If there are several, and each is chosen with a certain probability during each iteration, then it is a stochastic L-system.

Using L-systems for generating graphical images requires that the symbols in the model refer to elements of a drawing on the computer screen. It interprets each constant in an L-system model as a turtle command.

Root Growth

The modelling of auxin uptake will give prediction of the root system development in the following ways:-

"What is the primary root growth rate?"

"What does the root system look like after a certain period of time?"

"How does arabidopsis respond to different auxin concentration?"

... ...

We wrote a program using Matlab to draw the 3D root system based on the principles of Lindenmayer system(turtle commands) and the root growth modelling toolbox developed by Daniel Leitner et al from BOKU(Universität für Bodenkultur Wien, University of Natural Resources and Life Sciences, Vienna).

The values from literature gives the relationship between external auxin concentration and elongation of the roots is 5*10-5 mol/L → 200 µm elongation in 30 mins. The modelling parameter of growth speed is therefore 9.6*10-3 m/day

Fig.3 demonstration of a zeroth order root system

As you can see, this demonstration has a more generalised root shape. Arabidopsis, which does not grow in this way,is used in our project. By observing the real roots grow from the plant, the demonstration is modified to give a more reliable and accurate prediction of the root growth. Arabidopsis has a primary root with zeroth order and it is thicker than the branches. Arabidopsis normally grows to the depth of 20~30cm inside the soil and branches once only. The 3D picture shown below predicts the root growth with different elongation rate(with auxin = 0.46cm/day; without auxin = 0.96cm/day). They can be compared with the photo of real root system.

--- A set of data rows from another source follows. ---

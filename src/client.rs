use std::time::{Duration, Instant};

use reqwest::header::{HeaderMap, HeaderValue};
use reqwest::{Client as ReqwestClient, header};
use serde_json::Value;
use tracing::{debug, warn};
use url::Url;

use crate::error::{Error, Result};
use crate::observability::{CLIENT_REQUESTS, CLIENT_REQUEST_DURATION, CLIENT_REQUEST_ERRORS};
use crate::types::{QueryRequest, QueryResponse};

/// Where the retrieval service listens by default.
pub const DEFAULT_ENDPOINT: &str = "http://localhost:5000/query";

/// Answers are generated by a multi-stage pipeline, so this is generous.
pub const DEFAULT_TIMEOUT: Duration = Duration::from_secs(120);

/// Client for the query endpoint.
#[derive(Debug, Clone)]
pub struct QueryClient {
    client: ReqwestClient,
    endpoint: Url,
    timeout: Option<Duration>,
}

impl QueryClient {
    /// Create a new client for `endpoint` with the default timeout.
    pub fn new(endpoint: &str) -> Result<Self> {
        Self::with_options(endpoint, Some(DEFAULT_TIMEOUT))
    }

    /// Create a new client with custom settings.
    ///
    /// A `timeout` of `None` lets a request wait indefinitely.
    pub fn with_options(endpoint: &str, timeout: Option<Duration>) -> Result<Self> {
        let endpoint = Url::parse(endpoint)?;
        if !matches!(endpoint.scheme(), "http" | "https") {
            return Err(Error::validation(
                format!("unsupported scheme `{}`", endpoint.scheme()),
                Some("endpoint".to_string()),
            ));
        }

        let mut builder = ReqwestClient::builder();
        if let Some(timeout) = timeout {
            builder = builder.timeout(timeout);
        }
        let client = builder.build().map_err(|e| {
            Error::http_client(
                format!("Failed to build HTTP client: {}", e),
                Some(Box::new(e)),
            )
        })?;

        Ok(Self {
            client,
            endpoint,
            timeout,
        })
    }

    /// The URL queries are posted to.
    pub fn endpoint(&self) -> &Url {
        &self.endpoint
    }

    /// The per-request timeout, if any.
    pub fn timeout(&self) -> Option<Duration> {
        self.timeout
    }

    /// Create and return default headers for query requests.
    fn default_headers(&self) -> HeaderMap {
        let mut headers = HeaderMap::new();
        headers.insert(
            header::CONTENT_TYPE,
            HeaderValue::from_static("application/json"),
        );
        headers.insert(header::ACCEPT, HeaderValue::from_static("application/json"));
        headers
    }

    /// Post a query and decode the answer.
    ///
    /// On success returns the typed response together with the full decoded
    /// JSON, which the caller keeps for inspection.
    pub async fn query(&self, request: &QueryRequest) -> Result<(QueryResponse, Value)> {
        CLIENT_REQUESTS.click();
        let start = Instant::now();
        let result = self.send(request).await;
        CLIENT_REQUEST_DURATION.add(start.elapsed().as_secs_f64());
        match &result {
            Ok((response, _)) => debug!(
                endpoint = %self.endpoint,
                answer_len = response.generated_answer.len(),
                results = response.results.len(),
                "query answered"
            ),
            Err(err) => {
                CLIENT_REQUEST_ERRORS.click();
                warn!(endpoint = %self.endpoint, kind = err.kind(), error = %err, "query failed");
            }
        }
        result
    }

    async fn send(&self, request: &QueryRequest) -> Result<(QueryResponse, Value)> {
        let response = self
            .client
            .post(self.endpoint.clone())
            .headers(self.default_headers())
            .json(request)
            .send()
            .await
            .map_err(|e| self.transport_error(e))?;

        let status = response.status();
        let body = response.text().await.map_err(|e| self.transport_error(e))?;

        if !status.is_success() {
            return Err(process_error_response(status.as_u16(), body));
        }

        let value: Value = serde_json::from_str(&body).map_err(|e| {
            Error::serialization(
                format!("Failed to parse response: {}", e),
                Some(body.clone()),
                Some(Box::new(e)),
            )
        })?;
        let response = QueryResponse::from_value(&value)?;
        Ok((response, value))
    }

    fn transport_error(&self, e: reqwest::Error) -> Error {
        if e.is_timeout() {
            Error::timeout(
                format!("Request timed out: {}", e),
                self.timeout.map(|t| t.as_secs_f64()),
            )
        } else if e.is_connect() {
            Error::connection(format!("Connection error: {}", e), Some(Box::new(e)))
        } else {
            Error::http_client(format!("Request failed: {}", e), Some(Box::new(e)))
        }
    }
}

/// Convert a non-success response into an [`Error::Api`].
///
/// The retrieval service reports problems as `{"error": "..."}`; anything
/// else is passed through verbatim.
fn process_error_response(status_code: u16, body: String) -> Error {
    let parsed = serde_json::from_str::<Value>(&body).ok();
    let message = parsed
        .as_ref()
        .and_then(|v| {
            v.get("error")
                .or_else(|| v.get("message"))
                .and_then(Value::as_str)
        })
        .map(String::from)
        .unwrap_or_else(|| body.clone());
    let received = parsed.unwrap_or(Value::String(body));
    Error::api(status_code, message, Some(received))
}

Fig.4 visalisation of the arabidopsis root system


The root has a growth rate of 0.96cm/day with the external auxin concentration 5x10-5mol/L, however, this data is selected from literature. To get an accurate growth rate which is particularly fitting our project, we decided to do data fitting analysis to the arabidopsis we plant.

data fitting:-

When the arabidopsis samples are planted, we record the root length and number of branches every three day from day 0 to day 9. Then, root length, daily root growth rate and number of branches are plotted against time and auxin concentration. These plots are analysed to give an approximation of the relationship between auxin concentration and root growth. The following graph gives an example of root length against time.


Fig.5 root growth speed decays against time


Fig.6 primary root length(mm) VS time(day) and external auxin concentration(mol/L)


Fig.7 primary root growth rate(mm/day) VS root growth time(day)


Fig.8 number of lateral branch VS external auxin (log)concentration

From Fig.6 and Fig.8, the following conclusion can be make:-

the optimal concentration for primary root growth = 1pM, at this concentration,

the arabidopsis root reached the maximal depth into soil

the optimal concentration for lateral root branching = 1uM-10nM,

at this concentration, the arabidopsis root gained the most lateral branches

We used the data fitting toolbox of Matlab to obtain Fig.7 primary root growth rate(mm/day) VS root growth time(day), the relationship between the growth rate and the auxin concentration can be approximated by Gaussian equation. The abnormality of the 0.1nM curve is due to the two contaminated samples which stopped growing at 7mm after Day 5. Fig.7 is consistent with the prediction of the decay of the root growth speed given by Fig.7.